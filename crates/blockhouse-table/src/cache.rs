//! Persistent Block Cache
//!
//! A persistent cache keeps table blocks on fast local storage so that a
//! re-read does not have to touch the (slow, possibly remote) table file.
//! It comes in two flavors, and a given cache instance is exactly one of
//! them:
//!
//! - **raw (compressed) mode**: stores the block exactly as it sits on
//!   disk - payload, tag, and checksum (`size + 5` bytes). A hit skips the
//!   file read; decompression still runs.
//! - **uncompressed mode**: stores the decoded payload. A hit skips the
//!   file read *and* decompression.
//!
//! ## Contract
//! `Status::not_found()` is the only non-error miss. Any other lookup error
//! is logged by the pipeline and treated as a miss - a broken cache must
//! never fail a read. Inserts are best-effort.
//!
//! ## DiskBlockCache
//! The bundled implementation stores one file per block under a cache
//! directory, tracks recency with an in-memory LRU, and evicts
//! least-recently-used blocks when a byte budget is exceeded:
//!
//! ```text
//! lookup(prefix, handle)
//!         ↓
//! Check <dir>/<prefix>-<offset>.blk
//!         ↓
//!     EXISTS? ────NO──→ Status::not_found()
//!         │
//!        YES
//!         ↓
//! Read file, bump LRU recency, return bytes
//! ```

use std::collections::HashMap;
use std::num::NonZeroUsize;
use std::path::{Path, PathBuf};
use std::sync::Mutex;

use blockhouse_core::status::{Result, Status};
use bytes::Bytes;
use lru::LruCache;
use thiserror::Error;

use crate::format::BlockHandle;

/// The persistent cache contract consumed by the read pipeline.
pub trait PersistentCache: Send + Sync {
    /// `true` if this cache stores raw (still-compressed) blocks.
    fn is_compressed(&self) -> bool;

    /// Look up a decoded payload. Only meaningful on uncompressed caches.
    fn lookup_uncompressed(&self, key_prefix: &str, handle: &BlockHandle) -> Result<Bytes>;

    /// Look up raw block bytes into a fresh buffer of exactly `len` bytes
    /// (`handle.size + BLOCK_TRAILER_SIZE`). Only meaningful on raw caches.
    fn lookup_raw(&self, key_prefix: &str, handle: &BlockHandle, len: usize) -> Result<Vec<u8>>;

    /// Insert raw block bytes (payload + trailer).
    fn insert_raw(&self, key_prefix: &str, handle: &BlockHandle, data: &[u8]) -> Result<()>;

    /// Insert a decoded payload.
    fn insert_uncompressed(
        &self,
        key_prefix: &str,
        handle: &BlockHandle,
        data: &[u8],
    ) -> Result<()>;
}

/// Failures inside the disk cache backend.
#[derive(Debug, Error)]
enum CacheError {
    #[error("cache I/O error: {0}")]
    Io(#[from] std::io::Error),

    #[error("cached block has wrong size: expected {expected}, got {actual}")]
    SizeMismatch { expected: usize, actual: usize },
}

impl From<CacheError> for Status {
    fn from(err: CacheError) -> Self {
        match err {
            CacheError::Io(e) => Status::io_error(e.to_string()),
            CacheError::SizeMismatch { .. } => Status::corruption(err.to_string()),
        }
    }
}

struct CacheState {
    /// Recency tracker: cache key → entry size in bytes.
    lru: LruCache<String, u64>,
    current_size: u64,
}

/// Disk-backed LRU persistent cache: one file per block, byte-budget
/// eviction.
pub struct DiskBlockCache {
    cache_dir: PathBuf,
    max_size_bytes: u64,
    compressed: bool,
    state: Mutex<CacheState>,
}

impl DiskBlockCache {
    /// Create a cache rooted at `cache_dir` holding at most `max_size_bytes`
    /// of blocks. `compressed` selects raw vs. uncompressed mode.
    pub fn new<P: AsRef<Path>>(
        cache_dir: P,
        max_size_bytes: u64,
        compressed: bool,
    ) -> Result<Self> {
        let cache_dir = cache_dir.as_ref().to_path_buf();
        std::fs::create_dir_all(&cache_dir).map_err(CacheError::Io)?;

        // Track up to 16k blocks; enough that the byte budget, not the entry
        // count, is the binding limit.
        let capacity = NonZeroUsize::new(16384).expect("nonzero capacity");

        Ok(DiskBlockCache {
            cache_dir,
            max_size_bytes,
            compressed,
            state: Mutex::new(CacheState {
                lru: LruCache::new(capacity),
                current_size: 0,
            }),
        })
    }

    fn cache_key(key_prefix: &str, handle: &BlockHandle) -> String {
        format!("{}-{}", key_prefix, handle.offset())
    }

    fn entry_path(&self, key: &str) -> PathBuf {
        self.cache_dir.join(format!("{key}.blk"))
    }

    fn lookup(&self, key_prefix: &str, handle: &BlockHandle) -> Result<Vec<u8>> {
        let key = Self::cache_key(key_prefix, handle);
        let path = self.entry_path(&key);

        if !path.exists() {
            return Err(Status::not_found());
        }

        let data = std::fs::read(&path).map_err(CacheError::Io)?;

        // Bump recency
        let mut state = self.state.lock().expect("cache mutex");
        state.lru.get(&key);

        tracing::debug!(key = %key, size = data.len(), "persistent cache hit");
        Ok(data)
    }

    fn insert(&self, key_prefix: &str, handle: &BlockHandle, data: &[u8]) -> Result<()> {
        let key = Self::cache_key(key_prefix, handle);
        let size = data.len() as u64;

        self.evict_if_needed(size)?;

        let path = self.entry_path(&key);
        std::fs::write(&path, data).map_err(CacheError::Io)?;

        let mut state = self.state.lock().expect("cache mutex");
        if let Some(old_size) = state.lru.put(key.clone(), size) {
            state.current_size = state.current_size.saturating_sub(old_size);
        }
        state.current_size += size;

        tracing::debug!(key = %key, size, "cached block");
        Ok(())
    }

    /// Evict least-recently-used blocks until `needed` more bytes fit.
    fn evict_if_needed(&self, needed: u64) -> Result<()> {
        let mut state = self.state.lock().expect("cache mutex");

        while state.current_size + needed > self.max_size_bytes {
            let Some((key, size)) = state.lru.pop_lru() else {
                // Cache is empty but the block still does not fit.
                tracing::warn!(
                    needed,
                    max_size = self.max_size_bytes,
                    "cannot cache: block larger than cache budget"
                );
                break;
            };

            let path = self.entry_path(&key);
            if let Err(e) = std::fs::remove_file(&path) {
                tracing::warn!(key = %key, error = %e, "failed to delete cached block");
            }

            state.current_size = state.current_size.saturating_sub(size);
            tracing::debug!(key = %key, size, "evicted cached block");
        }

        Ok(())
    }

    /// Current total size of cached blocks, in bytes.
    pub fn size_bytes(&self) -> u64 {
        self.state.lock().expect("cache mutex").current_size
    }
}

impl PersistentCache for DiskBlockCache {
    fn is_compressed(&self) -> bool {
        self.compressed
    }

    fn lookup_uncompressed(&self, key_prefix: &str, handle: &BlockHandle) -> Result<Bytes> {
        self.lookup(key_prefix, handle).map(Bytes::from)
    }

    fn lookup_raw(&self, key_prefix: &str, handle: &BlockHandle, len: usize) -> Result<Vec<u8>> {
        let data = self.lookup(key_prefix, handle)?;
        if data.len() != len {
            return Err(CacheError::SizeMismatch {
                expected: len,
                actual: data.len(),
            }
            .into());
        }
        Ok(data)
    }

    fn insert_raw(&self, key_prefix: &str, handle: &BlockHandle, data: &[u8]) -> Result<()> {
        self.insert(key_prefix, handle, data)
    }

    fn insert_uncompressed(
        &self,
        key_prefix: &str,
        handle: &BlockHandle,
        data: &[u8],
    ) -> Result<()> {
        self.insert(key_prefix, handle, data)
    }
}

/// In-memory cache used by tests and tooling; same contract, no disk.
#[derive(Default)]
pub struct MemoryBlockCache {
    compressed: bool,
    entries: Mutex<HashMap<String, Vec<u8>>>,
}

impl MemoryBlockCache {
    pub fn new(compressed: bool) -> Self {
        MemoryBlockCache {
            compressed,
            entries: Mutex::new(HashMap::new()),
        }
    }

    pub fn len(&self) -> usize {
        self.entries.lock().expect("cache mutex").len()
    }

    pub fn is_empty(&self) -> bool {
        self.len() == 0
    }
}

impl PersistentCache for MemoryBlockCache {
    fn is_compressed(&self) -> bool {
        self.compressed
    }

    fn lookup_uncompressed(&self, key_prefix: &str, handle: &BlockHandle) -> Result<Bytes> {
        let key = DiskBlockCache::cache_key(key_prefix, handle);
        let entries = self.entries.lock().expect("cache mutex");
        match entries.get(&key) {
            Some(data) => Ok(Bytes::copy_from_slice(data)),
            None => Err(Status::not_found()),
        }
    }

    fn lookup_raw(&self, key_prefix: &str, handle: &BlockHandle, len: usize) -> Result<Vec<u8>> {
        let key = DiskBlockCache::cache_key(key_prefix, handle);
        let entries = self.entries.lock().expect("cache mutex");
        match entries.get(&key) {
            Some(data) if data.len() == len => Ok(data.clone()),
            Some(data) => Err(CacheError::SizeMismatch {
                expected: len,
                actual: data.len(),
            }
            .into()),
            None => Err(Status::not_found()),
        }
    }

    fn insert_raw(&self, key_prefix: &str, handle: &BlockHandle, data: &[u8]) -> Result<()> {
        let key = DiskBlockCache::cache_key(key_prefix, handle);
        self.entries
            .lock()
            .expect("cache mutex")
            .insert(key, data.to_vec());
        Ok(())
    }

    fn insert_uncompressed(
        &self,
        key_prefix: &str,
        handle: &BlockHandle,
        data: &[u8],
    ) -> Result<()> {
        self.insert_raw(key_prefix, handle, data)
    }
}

* * *

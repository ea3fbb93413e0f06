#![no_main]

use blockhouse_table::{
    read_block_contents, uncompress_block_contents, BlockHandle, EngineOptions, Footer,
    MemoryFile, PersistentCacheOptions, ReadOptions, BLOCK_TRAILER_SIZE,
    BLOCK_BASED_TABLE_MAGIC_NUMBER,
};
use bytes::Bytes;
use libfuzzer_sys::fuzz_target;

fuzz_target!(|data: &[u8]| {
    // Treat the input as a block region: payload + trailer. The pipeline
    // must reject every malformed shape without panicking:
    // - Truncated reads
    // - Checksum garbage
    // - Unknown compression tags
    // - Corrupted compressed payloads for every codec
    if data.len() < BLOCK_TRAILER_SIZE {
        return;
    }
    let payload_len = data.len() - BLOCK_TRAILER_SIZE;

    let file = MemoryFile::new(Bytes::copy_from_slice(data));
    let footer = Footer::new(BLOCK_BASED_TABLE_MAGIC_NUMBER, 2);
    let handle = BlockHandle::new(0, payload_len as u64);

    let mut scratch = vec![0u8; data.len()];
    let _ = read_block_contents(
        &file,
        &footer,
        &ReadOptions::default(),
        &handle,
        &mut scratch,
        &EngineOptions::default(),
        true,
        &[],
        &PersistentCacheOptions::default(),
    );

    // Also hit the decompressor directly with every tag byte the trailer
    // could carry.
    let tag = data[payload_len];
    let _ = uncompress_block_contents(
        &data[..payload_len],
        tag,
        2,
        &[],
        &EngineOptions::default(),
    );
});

## TASK INSTRUCTIONS
Every line from the line containing "filename crates/blockhouse-table/src/cache.rs" through the line containing "decompression still runs." in the records above must be retyped exactly. Leave out the rest.

## ANSWER AREA
filename crates/blockhouse-table/src/cache.rs
//! Persistent Block Cache
//!
//! A persistent cache keeps table blocks on fast local storage so that a
//! re-read does not have to touch the (slow, possibly remote) table file.
//! It comes in two flavors, and a given cache instance is exactly one of
//! them:
//!
//! - **raw (compressed) mode**: stores the block exactly as it sits on
//!   disk - payload, tag, and checksum (`size + 5` bytes). A hit skips the
//!   file read; decompression still runs.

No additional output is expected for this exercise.